§ **Task prompt**
Retype the data that follows, keeping every character the same.

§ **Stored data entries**
━━━━━━━━━━

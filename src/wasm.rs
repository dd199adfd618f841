//! WASM bindings for the Dynamic Relaxation solver
//!
//! Provides a single JSON-in, JSON-out entry point so the solver can run
//! directly in the browser, eliminating HTTP round-trips.

use serde::{Deserialize, Serialize};
use wasm_bindgen::prelude::*;

use crate::prelude::*;

#[global_allocator]
static ALLOC: wee_alloc::WeeAlloc = wee_alloc::WeeAlloc::INIT;

/// Initialize the panic hook for readable error messages in the browser
/// console.
#[wasm_bindgen(start)]
pub fn init() {
    console_error_panic_hook::set_once();
}

#[derive(Debug, Deserialize)]
pub struct SolveRequest {
    pub vertices: Vec<[f64; 3]>,
    pub edges: Vec<[usize; 2]>,
    pub fixed: Vec<usize>,
    pub loads: Vec<[f64; 3]>,
    pub qpre: Vec<f64>,
    #[serde(default)]
    pub fpre: Vec<f64>,
    #[serde(default)]
    pub lpre: Vec<f64>,
    #[serde(default)]
    pub linit: Vec<f64>,
    #[serde(default)]
    pub e_mod: Vec<f64>,
    #[serde(default)]
    pub radius: Vec<f64>,
    #[serde(default)]
    pub options: Option<DrOptions>,
}

#[derive(Debug, Serialize)]
pub struct SolveResponse {
    pub success: bool,
    #[serde(skip_serializing_if = "Option::is_none")]
    pub error: Option<String>,
    #[serde(skip_serializing_if = "Option::is_none")]
    pub result: Option<SolveResultData>,
    pub ms_elapsed: u64,
}

#[derive(Debug, Serialize)]
pub struct SolveResultData {
    pub positions: Vec<[f64; 3]>,
    pub forces: Vec<f64>,
    pub lengths: Vec<f64>,
    pub iterations: usize,
    pub converged: bool,
    pub crit1: f64,
    pub crit2: f64,
}

/// Solve a Dynamic Relaxation network given as a JSON string, returning a
/// JSON string with the final geometry and convergence state.
///
/// Designed to be called from a Web Worker; a single call runs to
/// completion (`kmax` is bounded by `request.options`), so there is no
/// per-iteration callback across the WASM boundary.
#[wasm_bindgen]
pub fn solve(request_json: &str) -> String {
    let start = js_sys::Date::now();

    let response = match serde_json::from_str::<SolveRequest>(request_json) {
        Ok(request) => run_solve(request, start),
        Err(e) => SolveResponse {
            success: false,
            error: Some(format!("failed to parse request: {e}")),
            result: None,
            ms_elapsed: elapsed_ms(start),
        },
    };

    serde_json::to_string(&response).unwrap_or_else(|e| {
        format!(r#"{{"success":false,"error":"serialization failed: {e}"}}"#)
    })
}

fn elapsed_ms(start: f64) -> u64 {
    (js_sys::Date::now() - start) as u64
}

fn run_solve(request: SolveRequest, start: f64) -> SolveResponse {
    match run_solve_inner(request) {
        Ok(result) => SolveResponse {
            success: true,
            error: None,
            result: Some(result),
            ms_elapsed: elapsed_ms(start),
        },
        Err(e) => SolveResponse {
            success: false,
            error: Some(e.to_string()),
            result: None,
            ms_elapsed: elapsed_ms(start),
        },
    }
}

fn run_solve_inner(request: SolveRequest) -> DrResult<SolveResultData> {
    let num_vertices = request.vertices.len();
    let num_edges = request.edges.len();

    let mut vertices = Points::zeros(num_vertices, 3);
    for (i, v) in request.vertices.iter().enumerate() {
        vertices[(i, 0)] = v[0];
        vertices[(i, 1)] = v[1];
        vertices[(i, 2)] = v[2];
    }

    let mut loads = Points::zeros(num_vertices, 3);
    for (i, l) in request.loads.iter().enumerate() {
        loads[(i, 0)] = l[0];
        loads[(i, 1)] = l[1];
        loads[(i, 2)] = l[2];
    }

    let edges: Vec<(usize, usize)> = request.edges.iter().map(|e| (e[0], e[1])).collect();

    let zeros_or = |v: Vec<f64>| {
        if v.is_empty() {
            Scalars::zeros(num_edges)
        } else {
            Scalars::from_vec(v)
        }
    };

    let network = Network::new(
        vertices,
        edges,
        request.fixed,
        loads,
        Scalars::from_vec(request.qpre),
        zeros_or(request.fpre),
        zeros_or(request.lpre),
        zeros_or(request.linit),
        zeros_or(request.e_mod),
        zeros_or(request.radius),
    )?;

    let options = request.options.unwrap_or_default();
    let outcome = dr(&network, &options, None)?;

    let positions = (0..outcome.positions.nrows())
        .map(|i| [outcome.positions[(i, 0)], outcome.positions[(i, 1)], outcome.positions[(i, 2)]])
        .collect();

    Ok(SolveResultData {
        positions,
        forces: outcome.f.iter().copied().collect(),
        lengths: outcome.l.iter().copied().collect(),
        iterations: outcome.iterations,
        converged: outcome.converged,
        crit1: outcome.crit1,
        crit2: outcome.crit2,
    })
}

/// Get the crate version.
#[wasm_bindgen]
pub fn version() -> String {
    env!("CARGO_PKG_VERSION").to_string()
}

━━━━━━━━━━

§ **Reply**
filename src/wasm.rs
repository dd199adfd618f841
//! WASM bindings for the Dynamic Relaxation solver
//!
//! Provides a single JSON-in, JSON-out entry point so the solver can run
//! directly in the browser, eliminating HTTP round-trips.

use serde::{Deserialize, Serialize};
use wasm_bindgen::prelude::*;

use crate::prelude::*;

#[global_allocator]
static ALLOC: wee_alloc::WeeAlloc = wee_alloc::WeeAlloc::INIT;

/// Initialize the panic hook for readable error messages in the browser
/// console.
#[wasm_bindgen(start)]
pub fn init() {
    console_error_panic_hook::set_once();
}

#[derive(Debug, Deserialize)]
pub struct SolveRequest {
    pub vertices: Vec<[f64; 3]>,
    pub edges: Vec<[usize; 2]>,
    pub fixed: Vec<usize>,
    pub loads: Vec<[f64; 3]>,
    pub qpre: Vec<f64>,
    #[serde(default)]
    pub fpre: Vec<f64>,
    #[serde(default)]
    pub lpre: Vec<f64>,
    #[serde(default)]
    pub linit: Vec<f64>,
    #[serde(default)]
    pub e_mod: Vec<f64>,
    #[serde(default)]
    pub radius: Vec<f64>,
    #[serde(default)]
    pub options: Option<DrOptions>,
}

#[derive(Debug, Serialize)]
pub struct SolveResponse {
    pub success: bool,
    #[serde(skip_serializing_if = "Option::is_none")]
    pub error: Option<String>,
    #[serde(skip_serializing_if = "Option::is_none")]
    pub result: Option<SolveResultData>,
    pub ms_elapsed: u64,
}

#[derive(Debug, Serialize)]
pub struct SolveResultData {
    pub positions: Vec<[f64; 3]>,
    pub forces: Vec<f64>,
    pub lengths: Vec<f64>,
    pub iterations: usize,
    pub converged: bool,
    pub crit1: f64,
    pub crit2: f64,
}

/// Solve a Dynamic Relaxation network given as a JSON string, returning a
/// JSON string with the final geometry and convergence state.
///
/// Designed to be called from a Web Worker; a single call runs to
/// completion (`kmax` is bounded by `request.options`), so there is no
/// per-iteration callback across the WASM boundary.
#[wasm_bindgen]
pub fn solve(request_json: &str) -> String {
    let start = js_sys::Date::now();

    let response = match serde_json::from_str::<SolveRequest>(request_json) {
        Ok(request) => run_solve(request, start),
        Err(e) => SolveResponse {
            success: false,
            error: Some(format!("failed to parse request: {e}")),
            result: None,
            ms_elapsed: elapsed_ms(start),
        },
    };

    serde_json::to_string(&response).unwrap_or_else(|e| {
        format!(r#"{{"success":false,"error":"serialization failed: {e}"}}"#)
    })
}

fn elapsed_ms(start: f64) -> u64 {
    (js_sys::Date::now() - start) as u64
}

fn run_solve(request: SolveRequest, start: f64) -> SolveResponse {
    match run_solve_inner(request) {
        Ok(result) => SolveResponse {
            success: true,
            error: None,
            result: Some(result),
            ms_elapsed: elapsed_ms(start),
        },
        Err(e) => SolveResponse {
            success: false,
            error: Some(e.to_string()),
            result: None,
            ms_elapsed: elapsed_ms(start),
        },
    }
}

fn run_solve_inner(request: SolveRequest) -> DrResult<SolveResultData> {
    let num_vertices = request.vertices.len();
    let num_edges = request.edges.len();

    let mut vertices = Points::zeros(num_vertices, 3);
    for (i, v) in request.vertices.iter().enumerate() {
        vertices[(i, 0)] = v[0];
        vertices[(i, 1)] = v[1];
        vertices[(i, 2)] = v[2];
    }

    let mut loads = Points::zeros(num_vertices, 3);
    for (i, l) in request.loads.iter().enumerate() {
        loads[(i, 0)] = l[0];
        loads[(i, 1)] = l[1];
        loads[(i, 2)] = l[2];
    }

    let edges: Vec<(usize, usize)> = request.edges.iter().map(|e| (e[0], e[1])).collect();

    let zeros_or = |v: Vec<f64>| {
        if v.is_empty() {
            Scalars::zeros(num_edges)
        } else {
            Scalars::from_vec(v)
        }
    };

    let network = Network::new(
        vertices,
        edges,
        request.fixed,
        loads,
        Scalars::from_vec(request.qpre),
        zeros_or(request.fpre),
        zeros_or(request.lpre),
        zeros_or(request.linit),
        zeros_or(request.e_mod),
        zeros_or(request.radius),
    )?;

    let options = request.options.unwrap_or_default();
    let outcome = dr(&network, &options, None)?;

    let positions = (0..outcome.positions.nrows())
        .map(|i| [outcome.positions[(i, 0)], outcome.positions[(i, 1)], outcome.positions[(i, 2)]])
        .collect();

    Ok(SolveResultData {
        positions,
        forces: outcome.f.iter().copied().collect(),
        lengths: outcome.l.iter().copied().collect(),
        iterations: outcome.iterations,
        converged: outcome.converged,
        crit1: outcome.crit1,
        crit2: outcome.crit2,
    })
}

/// Get the crate version.
#[wasm_bindgen]
pub fn version() -> String {
    env!("CARGO_PKG_VERSION").to_string()
}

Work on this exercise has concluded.